= Task objective =
The response must consist of the lines below from the one with "last.closed = true;" through the one with "pub fn strip_ordinal_marker(line: &str)", exactly as they appear and with both ends kept.

= Raw data =
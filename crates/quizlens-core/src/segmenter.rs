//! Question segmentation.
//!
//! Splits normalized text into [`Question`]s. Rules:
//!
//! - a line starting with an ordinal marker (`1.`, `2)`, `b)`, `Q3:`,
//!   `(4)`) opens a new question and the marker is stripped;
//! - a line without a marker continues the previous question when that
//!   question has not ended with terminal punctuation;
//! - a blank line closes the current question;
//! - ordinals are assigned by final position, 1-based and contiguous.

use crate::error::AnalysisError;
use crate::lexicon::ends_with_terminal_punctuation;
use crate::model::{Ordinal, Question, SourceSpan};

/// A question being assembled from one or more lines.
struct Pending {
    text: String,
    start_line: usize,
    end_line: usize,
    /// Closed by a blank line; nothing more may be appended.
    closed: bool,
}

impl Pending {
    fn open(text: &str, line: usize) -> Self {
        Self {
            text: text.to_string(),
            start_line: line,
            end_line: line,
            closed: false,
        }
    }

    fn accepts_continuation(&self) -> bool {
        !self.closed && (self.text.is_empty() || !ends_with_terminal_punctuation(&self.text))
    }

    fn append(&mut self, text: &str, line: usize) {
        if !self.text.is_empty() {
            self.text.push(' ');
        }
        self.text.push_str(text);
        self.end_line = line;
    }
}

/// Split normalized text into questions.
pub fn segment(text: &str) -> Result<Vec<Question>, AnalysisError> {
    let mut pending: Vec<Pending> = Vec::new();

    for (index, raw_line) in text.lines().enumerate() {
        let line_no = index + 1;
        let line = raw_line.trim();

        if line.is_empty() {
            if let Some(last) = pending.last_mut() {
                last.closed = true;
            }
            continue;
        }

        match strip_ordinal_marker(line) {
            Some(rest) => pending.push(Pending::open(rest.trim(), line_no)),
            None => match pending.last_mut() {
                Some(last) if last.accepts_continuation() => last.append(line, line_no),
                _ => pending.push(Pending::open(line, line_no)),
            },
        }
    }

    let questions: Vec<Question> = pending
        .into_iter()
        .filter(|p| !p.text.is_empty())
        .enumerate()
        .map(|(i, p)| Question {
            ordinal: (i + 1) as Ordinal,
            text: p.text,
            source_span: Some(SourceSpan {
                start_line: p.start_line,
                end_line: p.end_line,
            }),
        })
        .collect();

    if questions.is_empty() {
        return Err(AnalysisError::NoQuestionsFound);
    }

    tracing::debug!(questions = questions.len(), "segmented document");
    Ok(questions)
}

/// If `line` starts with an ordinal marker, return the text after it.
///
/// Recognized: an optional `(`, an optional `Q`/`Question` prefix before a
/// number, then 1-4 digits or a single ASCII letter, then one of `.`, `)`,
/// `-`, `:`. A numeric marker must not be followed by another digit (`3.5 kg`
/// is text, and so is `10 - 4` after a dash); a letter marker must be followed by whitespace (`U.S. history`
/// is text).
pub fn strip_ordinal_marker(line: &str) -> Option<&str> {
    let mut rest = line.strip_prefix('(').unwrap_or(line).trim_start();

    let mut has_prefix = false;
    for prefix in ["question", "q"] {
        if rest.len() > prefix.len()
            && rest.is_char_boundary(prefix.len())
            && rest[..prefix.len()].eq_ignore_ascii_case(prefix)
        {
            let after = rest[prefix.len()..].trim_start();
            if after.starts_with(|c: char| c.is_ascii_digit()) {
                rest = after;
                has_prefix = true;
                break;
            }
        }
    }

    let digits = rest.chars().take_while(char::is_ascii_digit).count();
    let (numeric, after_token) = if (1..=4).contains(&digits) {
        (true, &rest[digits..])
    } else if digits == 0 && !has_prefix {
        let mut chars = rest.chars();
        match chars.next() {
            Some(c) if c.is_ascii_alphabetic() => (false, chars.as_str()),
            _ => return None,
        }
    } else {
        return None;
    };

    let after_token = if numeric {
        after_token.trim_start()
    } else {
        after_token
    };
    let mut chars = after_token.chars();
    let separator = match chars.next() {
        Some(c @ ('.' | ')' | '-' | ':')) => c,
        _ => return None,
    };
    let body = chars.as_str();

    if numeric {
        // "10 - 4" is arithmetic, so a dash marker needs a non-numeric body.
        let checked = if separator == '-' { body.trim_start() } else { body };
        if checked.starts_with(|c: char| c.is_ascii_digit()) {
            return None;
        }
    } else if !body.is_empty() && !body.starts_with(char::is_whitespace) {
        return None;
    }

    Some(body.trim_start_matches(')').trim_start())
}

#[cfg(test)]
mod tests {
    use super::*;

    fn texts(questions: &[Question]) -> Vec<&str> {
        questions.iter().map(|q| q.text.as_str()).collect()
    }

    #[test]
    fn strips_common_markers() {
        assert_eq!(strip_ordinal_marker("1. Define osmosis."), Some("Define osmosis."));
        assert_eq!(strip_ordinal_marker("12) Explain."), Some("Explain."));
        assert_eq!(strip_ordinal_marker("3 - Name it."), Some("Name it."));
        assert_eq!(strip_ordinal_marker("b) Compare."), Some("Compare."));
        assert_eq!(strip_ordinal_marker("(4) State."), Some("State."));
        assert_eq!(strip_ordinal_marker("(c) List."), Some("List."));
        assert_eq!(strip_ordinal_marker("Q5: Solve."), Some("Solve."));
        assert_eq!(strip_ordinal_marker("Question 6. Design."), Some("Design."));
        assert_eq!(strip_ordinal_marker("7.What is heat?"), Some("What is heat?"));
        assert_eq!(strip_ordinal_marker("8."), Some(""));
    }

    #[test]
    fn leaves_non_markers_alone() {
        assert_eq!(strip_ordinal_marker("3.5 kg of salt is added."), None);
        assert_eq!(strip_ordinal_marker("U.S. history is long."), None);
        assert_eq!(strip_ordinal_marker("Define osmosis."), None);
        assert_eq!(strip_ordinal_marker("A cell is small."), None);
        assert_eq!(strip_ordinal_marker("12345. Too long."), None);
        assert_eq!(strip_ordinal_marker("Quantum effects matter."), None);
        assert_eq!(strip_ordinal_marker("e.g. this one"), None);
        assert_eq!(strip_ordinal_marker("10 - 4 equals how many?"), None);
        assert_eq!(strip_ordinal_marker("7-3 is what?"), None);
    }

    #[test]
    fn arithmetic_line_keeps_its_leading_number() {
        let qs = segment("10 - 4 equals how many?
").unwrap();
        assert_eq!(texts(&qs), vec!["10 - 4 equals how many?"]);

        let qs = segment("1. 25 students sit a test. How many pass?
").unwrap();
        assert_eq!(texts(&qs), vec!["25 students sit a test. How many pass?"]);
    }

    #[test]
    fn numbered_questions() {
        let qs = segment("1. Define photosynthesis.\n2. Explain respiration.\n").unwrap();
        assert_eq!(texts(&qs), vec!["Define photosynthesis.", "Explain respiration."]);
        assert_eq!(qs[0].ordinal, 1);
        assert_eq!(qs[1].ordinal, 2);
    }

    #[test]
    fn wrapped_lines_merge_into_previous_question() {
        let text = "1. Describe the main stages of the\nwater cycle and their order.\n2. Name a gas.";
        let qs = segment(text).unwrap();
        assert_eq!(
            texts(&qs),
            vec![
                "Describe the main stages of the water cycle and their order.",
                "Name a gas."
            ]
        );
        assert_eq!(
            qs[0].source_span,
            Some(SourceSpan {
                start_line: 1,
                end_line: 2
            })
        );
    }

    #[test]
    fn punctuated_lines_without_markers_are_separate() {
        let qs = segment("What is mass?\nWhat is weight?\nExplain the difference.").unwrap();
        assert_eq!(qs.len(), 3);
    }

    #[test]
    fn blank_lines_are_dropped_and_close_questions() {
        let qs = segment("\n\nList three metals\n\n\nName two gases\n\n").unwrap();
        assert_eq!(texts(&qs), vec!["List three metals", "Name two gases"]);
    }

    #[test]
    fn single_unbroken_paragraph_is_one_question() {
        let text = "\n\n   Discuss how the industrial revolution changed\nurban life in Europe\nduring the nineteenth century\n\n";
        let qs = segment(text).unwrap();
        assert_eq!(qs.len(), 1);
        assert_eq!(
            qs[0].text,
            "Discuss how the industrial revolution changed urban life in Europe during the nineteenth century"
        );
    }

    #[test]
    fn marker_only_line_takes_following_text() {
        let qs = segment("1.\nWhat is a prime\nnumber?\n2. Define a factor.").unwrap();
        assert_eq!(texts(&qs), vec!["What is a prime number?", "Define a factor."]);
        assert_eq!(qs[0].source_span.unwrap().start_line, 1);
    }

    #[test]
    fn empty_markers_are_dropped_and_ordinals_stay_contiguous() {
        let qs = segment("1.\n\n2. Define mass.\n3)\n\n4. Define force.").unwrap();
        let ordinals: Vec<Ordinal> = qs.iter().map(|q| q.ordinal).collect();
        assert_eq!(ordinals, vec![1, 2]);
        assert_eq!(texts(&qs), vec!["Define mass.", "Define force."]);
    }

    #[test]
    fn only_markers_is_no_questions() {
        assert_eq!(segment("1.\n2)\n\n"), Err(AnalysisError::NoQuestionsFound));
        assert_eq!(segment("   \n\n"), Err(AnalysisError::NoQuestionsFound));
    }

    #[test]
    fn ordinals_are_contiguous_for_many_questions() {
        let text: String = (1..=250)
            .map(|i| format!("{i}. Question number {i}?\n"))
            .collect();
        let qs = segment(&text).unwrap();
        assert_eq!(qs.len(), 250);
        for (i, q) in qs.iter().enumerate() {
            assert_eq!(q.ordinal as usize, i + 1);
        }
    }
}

= Answer to this problem =
                last.closed = true;
            }
            continue;
        }

        match strip_ordinal_marker(line) {
            Some(rest) => pending.push(Pending::open(rest.trim(), line_no)),
            None => match pending.last_mut() {
                Some(last) if last.accepts_continuation() => last.append(line, line_no),
                _ => pending.push(Pending::open(line, line_no)),
            },
        }
    }

    let questions: Vec<Question> = pending
        .into_iter()
        .filter(|p| !p.text.is_empty())
        .enumerate()
        .map(|(i, p)| Question {
            ordinal: (i + 1) as Ordinal,
            text: p.text,
            source_span: Some(SourceSpan {
                start_line: p.start_line,
                end_line: p.end_line,
            }),
        })
        .collect();

    if questions.is_empty() {
        return Err(AnalysisError::NoQuestionsFound);
    }

    tracing::debug!(questions = questions.len(), "segmented document");
    Ok(questions)
}

/// If `line` starts with an ordinal marker, return the text after it.
///
/// Recognized: an optional `(`, an optional `Q`/`Question` prefix before a
/// number, then 1-4 digits or a single ASCII letter, then one of `.`, `)`,
/// `-`, `:`. A numeric marker must not be followed by another digit (`3.5 kg`
/// is text, and so is `10 - 4` after a dash); a letter marker must be followed by whitespace (`U.S. history`
/// is text).
pub fn strip_ordinal_marker(line: &str) -> Option<&str> {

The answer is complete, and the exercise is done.